ACTIVITY: Look below for the line containing "watermark; the next"; from there, print each line exactly up to and including the line containing "self.settings.set_import_running(true)?;", and stop.

Records from a collection:

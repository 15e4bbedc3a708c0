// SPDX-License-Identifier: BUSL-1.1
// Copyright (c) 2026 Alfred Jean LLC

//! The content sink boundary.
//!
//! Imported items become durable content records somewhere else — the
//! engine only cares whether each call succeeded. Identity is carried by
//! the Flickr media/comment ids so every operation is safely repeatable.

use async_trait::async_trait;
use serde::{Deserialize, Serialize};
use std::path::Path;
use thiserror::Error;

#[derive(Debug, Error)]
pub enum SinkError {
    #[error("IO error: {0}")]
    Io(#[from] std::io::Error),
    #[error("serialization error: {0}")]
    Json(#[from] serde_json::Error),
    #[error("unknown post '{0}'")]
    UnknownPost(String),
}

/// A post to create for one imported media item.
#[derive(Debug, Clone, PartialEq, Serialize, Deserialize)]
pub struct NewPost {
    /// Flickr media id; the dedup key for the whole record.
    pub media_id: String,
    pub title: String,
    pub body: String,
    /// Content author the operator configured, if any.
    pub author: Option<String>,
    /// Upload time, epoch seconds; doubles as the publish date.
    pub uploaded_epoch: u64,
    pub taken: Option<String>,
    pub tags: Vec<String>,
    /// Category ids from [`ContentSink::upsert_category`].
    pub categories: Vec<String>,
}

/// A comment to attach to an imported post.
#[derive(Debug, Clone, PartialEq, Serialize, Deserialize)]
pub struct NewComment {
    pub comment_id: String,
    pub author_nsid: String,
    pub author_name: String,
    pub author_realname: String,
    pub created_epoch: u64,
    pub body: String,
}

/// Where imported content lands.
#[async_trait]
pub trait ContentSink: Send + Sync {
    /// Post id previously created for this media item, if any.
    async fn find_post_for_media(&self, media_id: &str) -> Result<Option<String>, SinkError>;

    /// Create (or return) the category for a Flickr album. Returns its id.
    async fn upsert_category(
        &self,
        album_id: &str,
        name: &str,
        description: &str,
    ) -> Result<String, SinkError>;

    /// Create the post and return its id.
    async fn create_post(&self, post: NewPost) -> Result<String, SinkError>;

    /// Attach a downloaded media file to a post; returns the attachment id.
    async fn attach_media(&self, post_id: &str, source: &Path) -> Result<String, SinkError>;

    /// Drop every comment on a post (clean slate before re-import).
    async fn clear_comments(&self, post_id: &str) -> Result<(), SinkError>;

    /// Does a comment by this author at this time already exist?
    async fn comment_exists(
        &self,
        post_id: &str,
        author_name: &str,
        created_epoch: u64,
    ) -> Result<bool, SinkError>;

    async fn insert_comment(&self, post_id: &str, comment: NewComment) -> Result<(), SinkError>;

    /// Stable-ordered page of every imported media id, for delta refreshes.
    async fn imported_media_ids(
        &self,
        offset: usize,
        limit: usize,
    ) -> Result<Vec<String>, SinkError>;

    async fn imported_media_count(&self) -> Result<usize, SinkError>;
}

* * *

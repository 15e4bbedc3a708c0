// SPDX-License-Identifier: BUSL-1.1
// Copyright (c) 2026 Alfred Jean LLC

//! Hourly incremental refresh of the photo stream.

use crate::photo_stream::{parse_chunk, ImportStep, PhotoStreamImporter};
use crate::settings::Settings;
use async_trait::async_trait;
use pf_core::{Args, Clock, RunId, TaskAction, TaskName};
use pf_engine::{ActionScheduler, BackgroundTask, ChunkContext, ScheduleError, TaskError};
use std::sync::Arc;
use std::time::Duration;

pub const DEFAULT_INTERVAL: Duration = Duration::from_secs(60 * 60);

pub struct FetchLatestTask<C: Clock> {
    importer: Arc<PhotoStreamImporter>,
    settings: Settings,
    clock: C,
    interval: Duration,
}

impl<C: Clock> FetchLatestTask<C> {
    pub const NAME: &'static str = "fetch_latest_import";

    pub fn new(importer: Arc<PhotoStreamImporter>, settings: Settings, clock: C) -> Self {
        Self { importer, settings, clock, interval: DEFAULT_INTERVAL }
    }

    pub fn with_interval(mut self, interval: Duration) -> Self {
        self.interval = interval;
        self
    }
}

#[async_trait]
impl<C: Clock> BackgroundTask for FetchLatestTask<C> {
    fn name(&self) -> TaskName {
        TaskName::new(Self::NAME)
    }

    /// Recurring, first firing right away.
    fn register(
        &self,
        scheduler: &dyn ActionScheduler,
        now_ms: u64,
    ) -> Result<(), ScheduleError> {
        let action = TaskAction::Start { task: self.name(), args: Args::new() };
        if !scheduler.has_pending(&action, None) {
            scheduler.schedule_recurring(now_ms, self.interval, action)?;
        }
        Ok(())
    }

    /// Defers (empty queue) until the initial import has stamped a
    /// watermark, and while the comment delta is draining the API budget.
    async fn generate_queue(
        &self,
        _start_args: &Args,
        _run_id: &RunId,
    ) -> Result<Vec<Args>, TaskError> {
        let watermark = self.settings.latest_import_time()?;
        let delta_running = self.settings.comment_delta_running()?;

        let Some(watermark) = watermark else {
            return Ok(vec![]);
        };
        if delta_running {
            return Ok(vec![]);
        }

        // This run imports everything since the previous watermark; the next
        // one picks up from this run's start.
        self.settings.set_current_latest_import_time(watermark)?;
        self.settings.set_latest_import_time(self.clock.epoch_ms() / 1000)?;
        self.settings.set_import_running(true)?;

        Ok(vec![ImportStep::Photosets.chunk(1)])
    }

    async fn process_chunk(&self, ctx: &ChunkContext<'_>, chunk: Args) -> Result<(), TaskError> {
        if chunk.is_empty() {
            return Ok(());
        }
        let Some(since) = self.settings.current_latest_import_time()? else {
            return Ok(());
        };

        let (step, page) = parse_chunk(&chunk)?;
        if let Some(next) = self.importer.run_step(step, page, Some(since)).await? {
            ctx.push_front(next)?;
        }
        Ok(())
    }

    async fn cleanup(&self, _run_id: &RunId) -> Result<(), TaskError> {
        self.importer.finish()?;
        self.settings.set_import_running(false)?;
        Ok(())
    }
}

TASK SOLUTION:
        // This run imports everything since the previous watermark; the next
        // one picks up from this run's start.
        self.settings.set_current_latest_import_time(watermark)?;
        self.settings.set_latest_import_time(self.clock.epoch_ms() / 1000)?;
        self.settings.set_import_running(true)?;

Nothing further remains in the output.